Who’s Afraid Of Virginia Woolf?
Public issues erupt as private truths, sociologist C. Wright Mills tell us. That meditation leaps to mind with the remarkable production from the Publick Theater of the ferocious Who’s Afraid of Virginia Woolf? currently galvanizing audiences at the Boston Center for the Arts Plaza Theater.
Diego Arciniegas’s clarity of direction unleashes high voltage performances from a cast of four led by Tina Packer, whose Martha (to borrow from Dylan) makes love - and havoc - like a woman but breaks like a little girl. Fortuitously, Arciniegas also assuredly reins in these same actors enough so they stay on track to deliver Edward Albee’s play with all its fierce intelligence and jabbing wit.

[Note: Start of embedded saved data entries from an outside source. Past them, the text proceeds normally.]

//! Restore-point configuration and builder.
//!
//! Recognized options:
//! - path: restore-point root (destination for the creator, source for the applier).
//! - write_info / write_json / write_commands: which files the creator emits.
//! - processed: optional hook invoked once per restored object with
//!   (captured identity, restored identity).
//!
//! `RestorePointConfig::from_env()` reads:
//! - VKR_RESTORE_POINT_PATH (default "restore_point")
//! - VKR_RESTORE_POINT_INFO (default on)
//! - VKR_RESTORE_POINT_JSON (default off)
//! - VKR_RESTORE_POINT_COMMANDS (default on)
//! Boolean values: "1|true|yes|on" => true, anything else => false.

use std::fmt;
use std::path::PathBuf;
use std::sync::Arc;

use crate::object::Identity;

/// Hook fired by the applier after each object is restored.
pub type ProcessedHook = Arc<dyn Fn(&Identity, &Identity) + Send + Sync>;

#[derive(Clone)]
pub struct RestorePointConfig {
    /// Env: VKR_RESTORE_POINT_PATH
    pub path: PathBuf,

    /// Write binary `.info` records. Env: VKR_RESTORE_POINT_INFO
    pub write_info: bool,

    /// Write `.json` / `.cmds.json` sidecars. Env: VKR_RESTORE_POINT_JSON
    pub write_json: bool,

    /// Write `.cmds` operation streams. Env: VKR_RESTORE_POINT_COMMANDS
    pub write_commands: bool,

    pub processed: Option<ProcessedHook>,
}

impl Default for RestorePointConfig {
    fn default() -> Self {
        Self {
            path: PathBuf::from("restore_point"),
            write_info: true,
            write_json: false,
            write_commands: true,
            processed: None,
        }
    }
}

fn truthy(v: &str) -> bool {
    let s = v.trim().to_ascii_lowercase();
    s == "1" || s == "true" || s == "yes" || s == "on"
}

impl RestorePointConfig {
    pub fn new(path: impl Into<PathBuf>) -> Self {
        Self {
            path: path.into(),
            ..Self::default()
        }
    }

    pub fn from_env() -> Self {
        let mut cfg = Self::default();

        if let Ok(v) = std::env::var("VKR_RESTORE_POINT_PATH") {
            let s = v.trim();
            if !s.is_empty() {
                cfg.path = PathBuf::from(s);
            }
        }
        if let Ok(v) = std::env::var("VKR_RESTORE_POINT_INFO") {
            cfg.write_info = truthy(&v);
        }
        if let Ok(v) = std::env::var("VKR_RESTORE_POINT_JSON") {
            cfg.write_json = truthy(&v);
        }
        if let Ok(v) = std::env::var("VKR_RESTORE_POINT_COMMANDS") {
            cfg.write_commands = truthy(&v);
        }

        cfg
    }

    pub fn with_path(mut self, path: impl Into<PathBuf>) -> Self {
        self.path = path.into();
        self
    }

    pub fn with_info(mut self, on: bool) -> Self {
        self.write_info = on;
        self
    }

    pub fn with_json(mut self, on: bool) -> Self {
        self.write_json = on;
        self
    }

    pub fn with_commands(mut self, on: bool) -> Self {
        self.write_commands = on;
        self
    }

    pub fn with_processed<F>(mut self, f: F) -> Self
    where
        F: Fn(&Identity, &Identity) + Send + Sync + 'static,
    {
        self.processed = Some(Arc::new(f));
        self
    }

    pub fn builder() -> RestorePointBuilder {
        RestorePointBuilder::new()
    }

    pub(crate) fn notify_processed(&self, captured: &Identity, restored: &Identity) {
        if let Some(hook) = &self.processed {
            hook(captured, restored);
        }
    }
}

impl fmt::Debug for RestorePointConfig {
    fn fmt(&self, f: &mut fmt::Formatter<'_>) -> fmt::Result {
        f.debug_struct("RestorePointConfig")
            .field("path", &self.path)
            .field("write_info", &self.write_info)
            .field("write_json", &self.write_json)
            .field("write_commands", &self.write_commands)
            .field("processed", &self.processed.as_ref().map(|_| "<hook>"))
            .finish()
    }
}

impl fmt::Display for RestorePointConfig {
    fn fmt(&self, f: &mut fmt::Formatter<'_>) -> fmt::Result {
        write!(
            f,
            "RestorePointConfig {{ \
             path: {}, \
             write_info: {}, \
             write_json: {}, \
             write_commands: {}, \
             processed: {} \
             }}",
            self.path.display(),
            self.write_info,
            self.write_json,
            self.write_commands,
            if self.processed.is_some() { "set" } else { "none" },
        )
    }
}

/// Builder that starts from the environment and allows overrides.
#[derive(Clone, Debug)]
pub struct RestorePointBuilder {
    cfg: RestorePointConfig,
}

impl Default for RestorePointBuilder {
    fn default() -> Self {
        Self {
            cfg: RestorePointConfig::from_env(),
        }
    }
}

impl RestorePointBuilder {
    pub fn new() -> Self {
        Self::default()
    }

    /// Start from a clean default (without reading env).
    pub fn from_default() -> Self {
        Self {
            cfg: RestorePointConfig::default(),
        }
    }

    pub fn path(mut self, path: impl Into<PathBuf>) -> Self {
        self.cfg.path = path.into();
        self
    }

    pub fn info(mut self, on: bool) -> Self {
        self.cfg.write_info = on;
        self
    }

    pub fn json(mut self, on: bool) -> Self {
        self.cfg.write_json = on;
        self
    }

    pub fn commands(mut self, on: bool) -> Self {
        self.cfg.write_commands = on;
        self
    }

    pub fn processed<F>(mut self, f: F) -> Self
    where
        F: Fn(&Identity, &Identity) + Send + Sync + 'static,
    {
        self.cfg.processed = Some(Arc::new(f));
        self
    }

    pub fn build(self) -> RestorePointConfig {
        self.cfg
    }
}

Since the play’s debut in 1962 audiences have loved Edward Albee’s droll, yet down-and-dirty play for Martha’s acerbic wit, George’s humorous touché comments, and the witty, nasty bickering repartee of this couple whose marriage seems dangerously on the verge of coming apart. These are laughs, however, that are instructive rather than frivolous.
Albee is impelling us down a road whose end is the end of illusions. Fantasies Martha with George’s encouragement had bought into, are shredded and discarded. Their loss the playwright considers a good thing.
You can see this play as Albee’s telling educated Americans that they can be healed of their malaise by discarding the illusions we clutch onto about the world and our history as a country. Or, perhaps, you would prefer a more literal approach and view the play as a text book case of a dysfunctional couple living on the campus of a small New England college where he teaches history and she is a disgruntled wife and the daughter of the school’s president.
That decision of which way you want to look at the play comes upon leaving the theater. Watching the play in this intimate production, you succumb to the fact that you’re only going to be there for the ride.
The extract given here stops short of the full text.